On Cue

By Naomi Shulman

One fine fall day nearly a quarter-century ago, a young, slim woman with hair to her waist walked into an empty gymnasium with five teenagers. The space seemed cavernously large, and the group of students laughably small. But the woman kept her head up and her eyes focused. She had been charged with creating Deerfield Academy’s dance program, and if this was what she was given, she was determined to make it work.

That was Jen Whitcomb, longtime head of Deerfield’s dance program and chair of the Visual and Performing Arts Department. Today, 25 years later, she is still youthful, and still looks every inch the dance instructor. Straight-backed and lithe, with flowing hair that can easily be tightened into a ballerina bun, she moves with fluid grace. You might assume this came from a childhood spent at the barre, but you would be mistaken, because while Whitcomb may look as though she pirouetted before she walked, she didn’t start dancing until she was older than many of her students.

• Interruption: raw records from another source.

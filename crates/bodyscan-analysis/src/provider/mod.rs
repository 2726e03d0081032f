//! Vision-model providers.
//!
//! The provider is chosen once from configuration. Each variant owns its HTTP client and settings
//! and exposes the same contract: instruction plus images in, raw reply text and elapsed time out.

mod anthropic;
mod openai;

pub use anthropic::AnthropicClient;
pub use openai::OpenAiClient;

use std::time::{Duration, Instant};

use bodyscan_core::{AiProvider, AnalysisConfig};

use crate::error::AnalysisError;
use crate::prompt::AnalysisRequest;

/// Raw model reply and how long the round trip took.
#[derive(Debug, Clone)]
pub struct ProviderResponse {
    pub text: String,
    pub elapsed: Duration,
}

pub enum VisionProvider {
    OpenAi(OpenAiClient),
    Anthropic(AnthropicClient),
}

impl VisionProvider {
    pub fn from_config(config: &AnalysisConfig) -> Result<Self, AnalysisError> {
        let api_key = config
            .api_key()
            .filter(|key| !key.trim().is_empty())
            .ok_or_else(|| {
                AnalysisError::Configuration(format!(
                    "{} API key is not configured",
                    config.provider
                ))
            })?
            .to_string();

        let timeout = Duration::from_secs(config.request_timeout_secs);
        let provider = match config.provider {
            AiProvider::OpenAi => VisionProvider::OpenAi(OpenAiClient::new(
                api_key,
                config.openai_model.clone(),
                config.openai_base_url.clone(),
                config.max_tokens,
                config.temperature,
                timeout,
            )?),
            AiProvider::Anthropic => VisionProvider::Anthropic(AnthropicClient::new(
                api_key,
                config.anthropic_model.clone(),
                config.anthropic_base_url.clone(),
                config.max_tokens,
                config.temperature,
                timeout,
            )?),
        };
        Ok(provider)
    }

    pub fn kind(&self) -> AiProvider {
        match self {
            VisionProvider::OpenAi(_) => AiProvider::OpenAi,
            VisionProvider::Anthropic(_) => AiProvider::Anthropic,
        }
    }

    pub fn model(&self) -> &str {
        match self {
            VisionProvider::OpenAi(client) => client.model(),
            VisionProvider::Anthropic(client) => client.model(),
        }
    }

    /// Send the request and return the model's raw text.
    pub async fn analyze(&self, request: &AnalysisRequest) -> Result<ProviderResponse, AnalysisError> {
        if request.images.is_empty() {
            return Err(AnalysisError::InvalidRequest(
                "At least one image is required".to_string(),
            ));
        }

        let started = Instant::now();
        let text = match self {
            VisionProvider::OpenAi(client) => client.complete(request).await?,
            VisionProvider::Anthropic(client) => client.complete(request).await?,
        };
        let elapsed = started.elapsed();

        tracing::debug!(
            provider = %self.kind(),
            model = %self.model(),
            elapsed_ms = elapsed.as_millis() as u64,
            response_chars = text.chars().count(),
            "Vision model responded"
        );

        Ok(ProviderResponse { text, elapsed })
    }
}

/// Pull a readable message out of a provider error body, falling back to the raw text.
pub(crate) fn error_body_message(body: &str) -> String {
    serde_json::from_str::<serde_json::Value>(body)
        .ok()
        .and_then(|value| {
            value
                .pointer("/error/message")
                .and_then(|m| m.as_str())
                .map(str::to_string)
        })
        .unwrap_or_else(|| {
            let trimmed = body.trim();
            if trimmed.is_empty() {
                "Unknown error".to_string()
            } else {
                trimmed.chars().take(500).collect()
            }
        })
}

#[cfg(test)]
mod tests {
    use super::*;

    #[test]
    fn test_missing_key_is_configuration_error() {
        let config = AnalysisConfig::default();
        match VisionProvider::from_config(&config) {
            Err(AnalysisError::Configuration(msg)) => assert!(msg.contains("OpenAI")),
            _ => panic!("expected configuration error"),
        }
    }

    #[test]
    fn test_selects_configured_provider() {
        let config = AnalysisConfig {
            provider: AiProvider::Anthropic,
            anthropic_api_key: Some("sk-ant-test".to_string()),
            ..AnalysisConfig::default()
        };
        let provider = VisionProvider::from_config(&config).unwrap();
        assert_eq!(provider.kind(), AiProvider::Anthropic);
        assert_eq!(provider.model(), config.anthropic_model);
    }

    #[test]
    fn test_error_body_message() {
        assert_eq!(
            error_body_message(r#"{"error":{"message":"Invalid API key","type":"auth"}}"#),
            "Invalid API key"
        );
        assert_eq!(error_body_message("upstream down"), "upstream down");
        assert_eq!(error_body_message(""), "Unknown error");
    }
}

“I came to dance quite late,” she admits. “I had been an athlete, horseback rider, and serious skier. I didn’t dance till I was 16, but when I started, I knew right away that it was what I wanted to do with my life. It married all the things I cared most about—creativity, physicality, self-expression. I learned to stand up in my bones and present myself.”

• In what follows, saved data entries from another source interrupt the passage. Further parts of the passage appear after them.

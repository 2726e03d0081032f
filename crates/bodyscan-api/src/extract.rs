//! Request extractors.

use axum::extract::FromRequestParts;
use axum::http::request::Parts;
use bodyscan_core::AppError;

use crate::constants::OWNER_HEADER;
use crate::error::HttpAppError;

/// Caller identity taken from the `X-User-Id` header.
#[derive(Debug, Clone, PartialEq, Eq)]
pub struct Owner(pub String);

impl Owner {
    pub fn as_str(&self) -> &str {
        &self.0
    }
}

// Extracted from parts so it composes with Multipart.
impl<S> FromRequestParts<S> for Owner
where
    S: Send + Sync,
{
    type Rejection = HttpAppError;

    async fn from_request_parts(parts: &mut Parts, _state: &S) -> Result<Self, Self::Rejection> {
        parts
            .headers
            .get(OWNER_HEADER)
            .and_then(|value| value.to_str().ok())
            .map(str::trim)
            .filter(|value| !value.is_empty())
            .map(|value| Owner(value.to_string()))
            .ok_or_else(|| {
                HttpAppError(AppError::Unauthorized("User ID required".to_string()))
            })
    }
}
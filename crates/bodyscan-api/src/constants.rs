//! API constants

/// Every route lives under this prefix.
pub const API_PREFIX: &str = "/api";

/// Header carrying the caller's owner identity.
pub const OWNER_HEADER: &str = "X-User-Id";

pub const SERVICE_NAME: &str = "bodyscan-api";

/// Allowance for multipart framing on top of the upload size cap.
pub const MULTIPART_OVERHEAD_BYTES: usize = 64 * 1024;
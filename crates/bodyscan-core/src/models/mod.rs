//! Data models for the application
//!
//! Shared between the processing pipeline, the analysis service and the transports.

mod analysis;
mod photo;

pub use analysis::*;
pub use photo::*;
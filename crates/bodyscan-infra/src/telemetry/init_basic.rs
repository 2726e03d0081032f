use std::str::FromStr;

use tracing_subscriber::{fmt, layer::SubscriberExt, util::SubscriberInitExt, EnvFilter};

const DEFAULT_FILTER: &str = "bodyscan=debug,tower_http=debug";

/// Output encoding of log lines.
#[derive(Debug, Clone, Copy, PartialEq, Eq, Default)]
pub enum LogFormat {
    #[default]
    Pretty,
    Json,
}

impl LogFormat {
    /// Read `LOG_FORMAT`; anything other than `json` means human-readable output.
    pub fn from_env() -> Self {
        std::env::var("LOG_FORMAT")
            .ok()
            .and_then(|v| v.parse().ok())
            .unwrap_or_default()
    }
}

impl FromStr for LogFormat {
    type Err = String;

    fn from_str(s: &str) -> Result<Self, Self::Err> {
        match s.trim().to_lowercase().as_str() {
            "json" => Ok(LogFormat::Json),
            "pretty" | "text" | "plain" => Ok(LogFormat::Pretty),
            other => Err(format!("unknown log format '{}'", other)),
        }
    }
}

/// Where log lines are written.
#[derive(Debug, Clone, Copy, PartialEq, Eq)]
pub enum LogTarget {
    Stdout,
    Stderr,
}

/// Install the global tracing subscriber. `RUST_LOG` overrides the default filter.
pub fn init_basic(format: LogFormat, target: LogTarget) {
    let filter = EnvFilter::try_from_default_env().unwrap_or_else(|_| DEFAULT_FILTER.into());
    let registry = tracing_subscriber::registry().with(filter);

    match (format, target) {
        (LogFormat::Pretty, LogTarget::Stdout) => registry.with(fmt::layer()).init(),
        (LogFormat::Pretty, LogTarget::Stderr) => registry
            .with(fmt::layer().with_writer(std::io::stderr).with_ansi(false))
            .init(),
        (LogFormat::Json, LogTarget::Stdout) => registry.with(fmt::layer().json()).init(),
        (LogFormat::Json, LogTarget::Stderr) => registry
            .with(fmt::layer().json().with_writer(std::io::stderr))
            .init(),
    }

    tracing::debug!(?format, ?target, "Tracing initialized");
}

There’s an apt analogy here. Just as Whitcomb came late to the performing arts, a fully formed performing arts program was a latecomer to Deerfield. There’s always been a stage presence on campus, of course: The earliest theatrical playbill goes back to 1903; alumni of a certain age can recall at least a couple Gilbert & Sullivan librettos; and the Glee Club kept the school in song for decades. Still, a formal performing arts department is relatively new. 

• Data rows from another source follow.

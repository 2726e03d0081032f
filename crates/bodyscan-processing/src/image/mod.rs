//! Image decoding, normalization, resizing and encoding.

pub mod processor;
pub mod resize;

pub use processor::ImageProcessor;
pub use resize::ImageResize;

“When I first came here in 1976, music was an activity that took place in afternoons, not a course offering,” says Robert Moorhead, who headed the department before Whitcomb. “There was no dance program until the school became coed, and theater faculty were actually English teachers.” But over the decades, the school’s performing arts opportunities gradually became regular course offerings as well as co-curriculars. To use Whitcomb’s words, the arts program began to stand and present itself.